Se você já participou de uma festa de clube de estrelas ou de uma convenção de astronomia amadora, sem dúvida já caminhou por um campo de observação. Espalhadas por toda parte estão silhuetas de telescópios e participantes, todos falando sobre o mesmo assunto. Alguns telescópios são cercados por pequenos grupos, enquanto outros são cercados por pessoas em fila, esperando por uma chance de ver o alvo atual.

Crédito da imagem: Optiques Fullum

 

Frequentemente, os refletores newtonianos de grande abertura são os mais procurados, pois suas oculares revelam detalhes que não são vistos em instrumentos menores. Seja avistando os labirintos intrincados de uma nebulosa brilhante, o espetáculo cintilante de um aglomerado de estrelas ou o brilho fraco de uma galáxia deste lado do infinito, esses magníficos telescópios acumulam mais "oohs" e "ahs" por polegada de abertura do que sobre qualquer outro.

No coração desses instrumentos extraordinários e feitos à mão estão suas óticas. Os espelhos dentro desses telescópios são cuidadosa e individualmente feitos por artesãos óticos. Eles combinam técnicas de fabricação de última geração com testes individualizados para garantir que cada espelho seja quase perfeito.

Para descobrir como eles fazem isso, entrevistei recentemente os proprietários de vários fabricantes de ópticas premium, incluindo Lightholder Optics, Optiques Fullum, Ostahowski Optics, Waite Research e Zambuto Optical. Cada proprietário me ensinou seus pensamentos sobre tópicos que vão desde como começaram suas carreiras até as técnicas específicas que seguem para criar suas obras-primas.

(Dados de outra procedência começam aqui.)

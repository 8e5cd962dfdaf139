//! The Entity-Component-System (ECS) module.
//!
//! This module contains all the ECS-related logic, including components, systems,
//! and resources.

pub mod collision;
pub mod components;
pub mod ghost;
pub mod item;
pub mod movement;
pub mod state;

pub use self::collision::*;
pub use self::components::*;
pub use self::ghost::*;
pub use self::item::*;
pub use self::movement::*;
pub use self::state::*;
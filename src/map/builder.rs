//! Map construction: turns a parsed board into the entity layout of a level.

use bevy_ecs::resource::Resource;
use glam::IVec2;
use smallvec::SmallVec;
use tracing::debug;

use crate::constants::MapTile;
use crate::error::{GameResult, MapError};
use crate::map::parser::{MapTileParser, ParsedMap};
use crate::systems::{GhostKind, Rect};

/// Ghost ids are a `u8`, so a board can hold at most this many ghost spawns.
pub const MAX_GHOSTS: usize = u8::MAX as usize + 1;

/// A ghost's spawn, in pixel space.
#[derive(Debug, Clone, Copy, PartialEq, Eq)]
pub struct GhostSpawn {
    pub kind: GhostKind,
    pub position: IVec2,
}

/// Everything a level needs to be (re)spawned, in pixel space.
///
/// Produced fresh on every call to [`Map::layout`]; two layouts of the same map are equal.
#[derive(Debug, Clone, PartialEq, Eq)]
pub struct Layout {
    pub walls: Vec<Rect>,
    pub collectibles: Vec<Rect>,
    pub ghosts: SmallVec<[GhostSpawn; 4]>,
    pub player: IVec2,
    pub tile_size: i32,
}

/// The validated source grid for a session, along with its world scale.
///
/// The map itself never changes; loading a level reads it to produce a [`Layout`].
#[derive(Resource, Debug, Clone)]
pub struct Map {
    parsed: ParsedMap,
    player_start: IVec2,
    tile_size: i32,
    collectible_size: i32,
}

impl Map {
    /// Parses and validates a raw board.
    ///
    /// # Errors
    ///
    /// Returns a parse error for malformed boards, `MapError::MissingPlayerSpawn` when
    /// the board has no `P`, and `MapError::InvalidConfig` when the tile or collectible
    /// size is non-positive, the collectible does not fit inside a tile, or the board has
    /// more than [`MAX_GHOSTS`] ghost spawns.
    pub fn new<S: AsRef<str>>(raw_board: &[S], tile_size: i32, collectible_size: i32) -> GameResult<Map> {
        if tile_size <= 0 {
            return Err(MapError::InvalidConfig(format!("tile size must be positive, got {tile_size}")).into());
        }
        if collectible_size <= 0 || tile_size <= collectible_size {
            return Err(MapError::InvalidConfig(format!(
                "tile size {tile_size} cannot hold a {collectible_size}px collectible"
            ))
            .into());
        }

        let parsed = MapTileParser::parse_board(raw_board)?;
        let player_start = parsed.player_start.ok_or(MapError::MissingPlayerSpawn)?;
        if parsed.ghost_starts.len() > MAX_GHOSTS {
            return Err(MapError::InvalidConfig(format!(
                "board has {} ghost spawns, at most {MAX_GHOSTS} are supported",
                parsed.ghost_starts.len()
            ))
            .into());
        }

        debug!(
            columns = parsed.size.x,
            rows = parsed.size.y,
            ghosts = parsed.ghost_starts.len(),
            "Map parsed"
        );

        Ok(Map {
            parsed,
            player_start,
            tile_size,
            collectible_size,
        })
    }

    pub fn tile_size(&self) -> i32 {
        self.tile_size
    }

    /// Size of the board in pixels.
    pub fn board_size(&self) -> IVec2 {
        self.parsed.size.as_ivec2() * self.tile_size
    }

    /// Top-left pixel of a cell.
    pub fn cell_to_pixel(&self, cell: IVec2) -> IVec2 {
        cell * self.tile_size
    }

    pub fn collectible_size(&self) -> i32 {
        self.collectible_size
    }

    pub fn tile_at(&self, cell: IVec2) -> Option<MapTile> {
        self.parsed.tile(cell)
    }

    /// Builds the level layout from the grid.
    ///
    /// Collectibles are centered in their cell and smaller than a tile.
    pub fn layout(&self) -> Layout {
        let tile = IVec2::splat(self.tile_size);
        let collectible_size = IVec2::splat(self.collectible_size);
        let inset = (tile - collectible_size) / 2;

        let mut walls = Vec::new();
        let mut collectibles = Vec::new();
        for (cell, kind) in self.parsed.cells() {
            let origin = self.cell_to_pixel(cell);
            match kind {
                MapTile::Wall => walls.push(Rect::new(origin, tile)),
                MapTile::Collectible => collectibles.push(Rect::new(origin + inset, collectible_size)),
                _ => {}
            }
        }

        let ghosts = self
            .parsed
            .ghost_starts
            .iter()
            .map(|&(kind, cell)| GhostSpawn {
                kind,
                position: self.cell_to_pixel(cell),
            })
            .collect();

        Layout {
            walls,
            collectibles,
            ghosts,
            player: self.cell_to_pixel(self.player_start),
            tile_size: self.tile_size,
        }
    }
}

A pedido de um proprietário privado, Optiques Fullum criou este espelho Techno Fusion de 61,25 polegadas f/3.5. Crédito da imagem: Optiques Fullum

 

Começos simples

Esses espelhos mágicos são criados em pequenas oficinas óticas por pessoas que normalmente entram no negócio por acaso.

Alguns tiveram mentores desde o início que foram fundamentais para ajudá-los a aprimorar suas habilidades. Carl Zambuto, da Zambuto Optical, credita a um fabricante local de telescópios amadores, Earl Watts, por convencê-lo a fazer seu primeiro espelho, um de 6 polegadas. “Não tive nenhum interesse, mas ele persistiu. Então, eu [fiz] o primeiro e me atingiu como uma doença”, diz ele. “No fim de semana seguinte, eu estava [criando] outro ao ar livre em um dia de neve na casa dos meus pais nas montanhas.”

Normand Fullum de Optiques Fullum, no entanto, fez seu primeiro espelho por necessidade. “Eu não tinha dinheiro para comprar meu primeiro telescópio, então decidi fazer eu mesmo”, diz ele. Ainda assim, o resultado foi igual ao de Zambuto: “Os resultados foram tão gratificantes que decidi fazer um segundo e depois outro.”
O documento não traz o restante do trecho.